Data Preprocessing:

Pallavi Satsangi
6 min readMay 6, 2022

Data Preprocessing is one of the key aspects in a Data Science project’s life cycle.

Photo by Campaign Creators on Unsplash

Data Preprocessing is a broad area and consists of several different strategies and techniques that are interrelated. I am capturing down some of the most important ones that I have encountered in my projects.

1. Aggregation

2. Sampling

3. Dimensionality Reduction

4. Feature Creation

5. Discretisation and Binarization

6. Variable Transformation

1. Aggregation:

Aggregation the case of combining two or more objects into a single object. Aggregation is very extremely useful during the initial exploratory analysis of the data.

Uses Of Aggregation:

§ Could be used in case if you want to have smaller datasets instead of huge datasets because the smaller datasets requires less memory and less processing time.
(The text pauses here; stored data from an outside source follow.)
//! Structure start and reference stages.

use std::sync::Arc;

use rayon::prelude::*;

use rechunk_core::{ScratchGrid, StructureStart, TileCoord};

use crate::services::GenerationServices;
use crate::stage::{spawn_stage_work, GenerationStage, PendingStage, StageKind};
use crate::structure::record_references;

/// Anchors structure starts in the tiles chosen by the catalog.
#[derive(Clone, Copy, Debug, Default)]
pub struct StructureStartsStage;

impl GenerationStage for StructureStartsStage {
    fn kind(&self) -> StageKind {
        StageKind::StructureStarts
    }

    fn run(&self, grid: ScratchGrid, services: Arc<GenerationServices>) -> PendingStage {
        spawn_stage_work(grid, services, |grid, services| {
            services.structures.validate()?;
            let seed = services.seed();
            let terrain = &services.terrain;

            grid.tiles_mut().par_iter_mut().for_each(|tile| {
                let starts = services.structures.starts_for(seed, tile.coord(), |x, z| {
                    terrain.surface_height(x, z)
                });
                for start in starts {
                    tile.add_structure_start(start);
                }
            });

            let total: usize = grid.tiles().iter().map(|t| t.structure_starts().len()).sum();
            tracing::trace!(starts = total, "Structure starts placed");
            Ok(())
        })
    }
}

/// Records, on every tile, the starts whose footprint covers it.
#[derive(Clone, Copy, Debug, Default)]
pub struct StructureReferencesStage;

impl GenerationStage for StructureReferencesStage {
    fn kind(&self) -> StageKind {
        StageKind::StructureReferences
    }

    fn run(&self, grid: ScratchGrid, services: Arc<GenerationServices>) -> PendingStage {
        spawn_stage_work(grid, services, |grid, services| {
            services.structures.validate()?;

            let starts: Vec<(TileCoord, StructureStart)> = grid
                .tiles()
                .iter()
                .flat_map(|tile| {
                    let holder = tile.coord();
                    tile.structure_starts().iter().map(move |start| (holder, *start))
                })
                .collect();

            grid.tiles_mut()
                .par_iter_mut()
                .for_each(|tile| record_references(&services.structures, tile, &starts));
            Ok(())
        })
    }
}

#[cfg(test)]
mod tests {
    use super::*;
    use crate::noise::WorldSeed;
    use crate::stage::StageError;
    use crate::structure::{StructureCatalog, StructureKind};

    fn services_with(kinds: Vec<StructureKind>) -> Arc<GenerationServices> {
        Arc::new(
            GenerationServices::new(WorldSeed::new(21))
                .with_structures(StructureCatalog::unchecked(kinds)),
        )
    }

    fn tower(spacing: i32, separation: i32) -> StructureKind {
        StructureKind {
            id: 1,
            name: "tower".to_string(),
            spacing,
            separation,
            salt: 1,
            radius: 12,
            height: 5,
        }
    }

    #[tokio::test]
    async fn test_starts_and_references() {
        let services = services_with(vec![tower(4, 1)]);
        let grid = ScratchGrid::build(TileCoord::new(0, 0));

        let grid = StructureStartsStage.run(grid, services.clone()).await.unwrap();
        let holders: Vec<TileCoord> = grid
            .tiles()
            .iter()
            .filter(|t| !t.structure_starts().is_empty())
            .map(|t| t.coord())
            .collect();
        assert!(!holders.is_empty());

        let grid = StructureReferencesStage.run(grid, services).await.unwrap();
        for holder in holders {
            let tile = grid.tile(holder).unwrap();
            assert!(
                tile.structure_refs().contains(&holder),
                "a holder is covered by its own footprint"
            );
        }
    }

    #[tokio::test]
    async fn test_corrupt_catalog_fails_stage() {
        let services = services_with(vec![tower(0, 0)]);
        let grid = ScratchGrid::build(TileCoord::new(0, 0));
        let result = StructureStartsStage.run(grid, services).await;
        assert!(matches!(result, Err(StageError::CorruptStructureData(_))));
    }
}
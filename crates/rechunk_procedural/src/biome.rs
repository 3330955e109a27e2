//! # Biome Classification
//!
//! Picks a biome per column from three noise channels: elevation,
//! temperature and humidity. Elevation also drives the terrain height, so
//! ocean biomes always sit below sea level.

use rechunk_core::Voxel;

use crate::noise::{SimplexNoise, WorldSeed};

/// Biome of a column. The discriminant is what tiles store.
#[derive(Clone, Copy, Debug, PartialEq, Eq, Hash)]
#[repr(u8)]
pub enum Biome {
    /// Deep ocean
    DeepOcean = 0,
    /// Shallow ocean
    Ocean = 1,
    /// Coastline
    Beach = 2,
    /// Grassland
    Plains = 3,
    /// Temperate forest
    Forest = 4,
    /// Arid sand
    Desert = 5,
    /// Cold forest
    Taiga = 6,
    /// Bare rock highlands
    Mountains = 7,
    /// Wetland
    Swamp = 8,
}

impl Biome {
    /// Every biome, in discriminant order.
    pub const ALL: [Self; 9] = [
        Self::DeepOcean,
        Self::Ocean,
        Self::Beach,
        Self::Plains,
        Self::Forest,
        Self::Desert,
        Self::Taiga,
        Self::Mountains,
        Self::Swamp,
    ];

    /// Stored biome ID.
    #[inline]
    #[must_use]
    pub const fn id(self) -> u8 {
        self as u8
    }

    /// Decodes a stored biome ID. Unknown IDs fall back to plains.
    #[must_use]
    pub const fn from_id(id: u8) -> Self {
        match id {
            0 => Self::DeepOcean,
            1 => Self::Ocean,
            2 => Self::Beach,
            4 => Self::Forest,
            5 => Self::Desert,
            6 => Self::Taiga,
            7 => Self::Mountains,
            8 => Self::Swamp,
            _ => Self::Plains,
        }
    }

    /// True for biomes whose floor lies under the sea.
    #[inline]
    #[must_use]
    pub const fn is_ocean(self) -> bool {
        matches!(self, Self::DeepOcean | Self::Ocean)
    }

    /// Top voxel of a column in this biome.
    #[must_use]
    pub const fn surface_voxel(self) -> Voxel {
        match self {
            Self::DeepOcean => Voxel::GRAVEL,
            Self::Ocean | Self::Beach | Self::Desert => Voxel::SAND,
            Self::Mountains => Voxel::STONE,
            Self::Plains | Self::Forest | Self::Taiga | Self::Swamp => Voxel::GRASS,
        }
    }

    /// Voxel of the layers directly under the surface.
    #[must_use]
    pub const fn subsoil_voxel(self) -> Voxel {
        match self {
            Self::DeepOcean => Voxel::GRAVEL,
            Self::Ocean | Self::Beach | Self::Desert => Voxel::SAND,
            Self::Mountains => Voxel::STONE,
            Self::Plains | Self::Forest | Self::Taiga | Self::Swamp => Voxel::DIRT,
        }
    }

    /// Average tree density (0-100).
    #[must_use]
    pub const fn tree_density(self) -> u8 {
        match self {
            Self::Forest => 50,
            Self::Taiga => 40,
            Self::Swamp => 30,
            Self::Plains => 5,
            _ => 0,
        }
    }
}

/// Classifies biomes and elevation from world coordinates.
pub struct BiomeClassifier {
    temperature_noise: SimplexNoise,
    humidity_noise: SimplexNoise,
    elevation_noise: SimplexNoise,
}

impl BiomeClassifier {
    const TEMPERATURE_SCALE: f64 = 0.002;
    const HUMIDITY_SCALE: f64 = 0.003;
    const ELEVATION_SCALE: f64 = 0.0025;

    /// Creates a classifier from a world seed.
    #[must_use]
    pub fn new(seed: WorldSeed) -> Self {
        Self {
            temperature_noise: SimplexNoise::new(seed.derive(1)),
            humidity_noise: SimplexNoise::new(seed.derive(2)),
            elevation_noise: SimplexNoise::new(seed.derive(3)),
        }
    }

    /// Biome at absolute column `(x, z)`.
    #[must_use]
    pub fn classify(&self, x: i32, z: i32) -> Biome {
        let (fx, fz) = (f64::from(x), f64::from(z));
        let elevation = self.elevation(fx, fz);
        let temperature = self.temperature(fx, fz, elevation);
        let humidity = self.humidity(fx, fz);
        Self::classify_climate(elevation, temperature, humidity)
    }

    /// Elevation in `[-1, 1]`. Negative below sea level.
    #[must_use]
    pub fn elevation(&self, x: f64, z: f64) -> f64 {
        let base = self.elevation_noise.fbm(
            x * Self::ELEVATION_SCALE,
            z * Self::ELEVATION_SCALE,
            4,
            0.5,
            2.0,
        );
        let ridges = self.elevation_noise.ridged(
            x * Self::ELEVATION_SCALE * 1.5,
            z * Self::ELEVATION_SCALE * 1.5,
            3,
            0.5,
            2.0,
        );
        shape_elevation(base * 0.8 + ridges * 0.2)
    }

    fn temperature(&self, x: f64, z: f64, elevation: f64) -> f64 {
        let base = self
            .temperature_noise
            .sample(x * Self::TEMPERATURE_SCALE, z * Self::TEMPERATURE_SCALE);
        // Colder with altitude.
        (base - elevation.max(0.0) * 0.5).clamp(-1.0, 1.0)
    }

    fn humidity(&self, x: f64, z: f64) -> f64 {
        self.humidity_noise.fbm(
            x * Self::HUMIDITY_SCALE,
            z * Self::HUMIDITY_SCALE,
            4,
            0.5,
            2.0,
        )
    }

    fn classify_climate(elevation: f64, temperature: f64, humidity: f64) -> Biome {
        if elevation < -0.5 {
            return Biome::DeepOcean;
        }
        if elevation < -0.2 {
            return Biome::Ocean;
        }
        if elevation < -0.1 {
            return Biome::Beach;
        }
        if elevation > 0.6 {
            return Biome::Mountains;
        }

        match (temperature, humidity) {
            (t, h) if t < -0.2 && h > 0.0 => Biome::Taiga,
            (t, h) if t > 0.4 && h < -0.2 => Biome::Desert,
            (_, h) if h > 0.5 && elevation < 0.1 => Biome::Swamp,
            (_, h) if h > 0.15 => Biome::Forest,
            _ => Biome::Plains,
        }
    }

    /// Surface height at absolute column `(x, z)`.
    ///
    /// Elevation 0 maps to `sea_level`; the result is clamped to
    /// `[1, max_height]`.
    #[must_use]
    pub fn surface_height(&self, x: i32, z: i32, sea_level: i32, max_height: i32) -> i32 {
        let elevation = self.elevation(f64::from(x), f64::from(z));
        let range = if elevation >= 0.0 {
            f64::from(max_height - sea_level)
        } else {
            f64::from(sea_level - 1)
        };
        let height = sea_level + (elevation * range * 0.8) as i32;
        height.clamp(1, max_height)
    }
}

impl std::fmt::Debug for BiomeClassifier {
    fn fmt(&self, f: &mut std::fmt::Formatter<'_>) -> std::fmt::Result {
        f.debug_struct("BiomeClassifier").finish_non_exhaustive()
    }
}

/// Flattens lowlands and steepens mountains.
fn shape_elevation(raw: f64) -> f64 {
    let shaped = if raw < -0.3 {
        raw
    } else if raw < -0.1 {
        -0.3 + (raw + 0.3) * 0.5
    } else if raw < 0.3 {
        -0.2 + (raw + 0.1) / 0.4 * 0.3
    } else if raw < 0.5 {
        0.1 + (raw - 0.3) / 0.2 * 0.3
    } else {
        0.4 + (raw - 0.5) / 0.5 * 0.6
    };
    shaped.clamp(-1.0, 1.0)
}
§ If you want to find or look at the data at a very high level and not at a very granular level.

Practically used:

We have daily sales data pertaining to 1000 stores spread across US.

o We could take Store1 and aggregate the daily sales and make it into a monthly sales.

o Similarly we can aggregate the stores based on their geographical locations.

o Aggregate sales based on type of Products.

o Aggregation based on day of a week and so on.

2. Sampling:

Sampling is an approach of selecting a subset of the data that can be analysed from a larger data set. Usually sampling is used as part of preliminary investigation of the data and in the final data analysis.

Be conscious of the sample data that you are going to use. A good sample is representative .i.e. the sample dataset has approximately the same property or behaviour as the original set of data .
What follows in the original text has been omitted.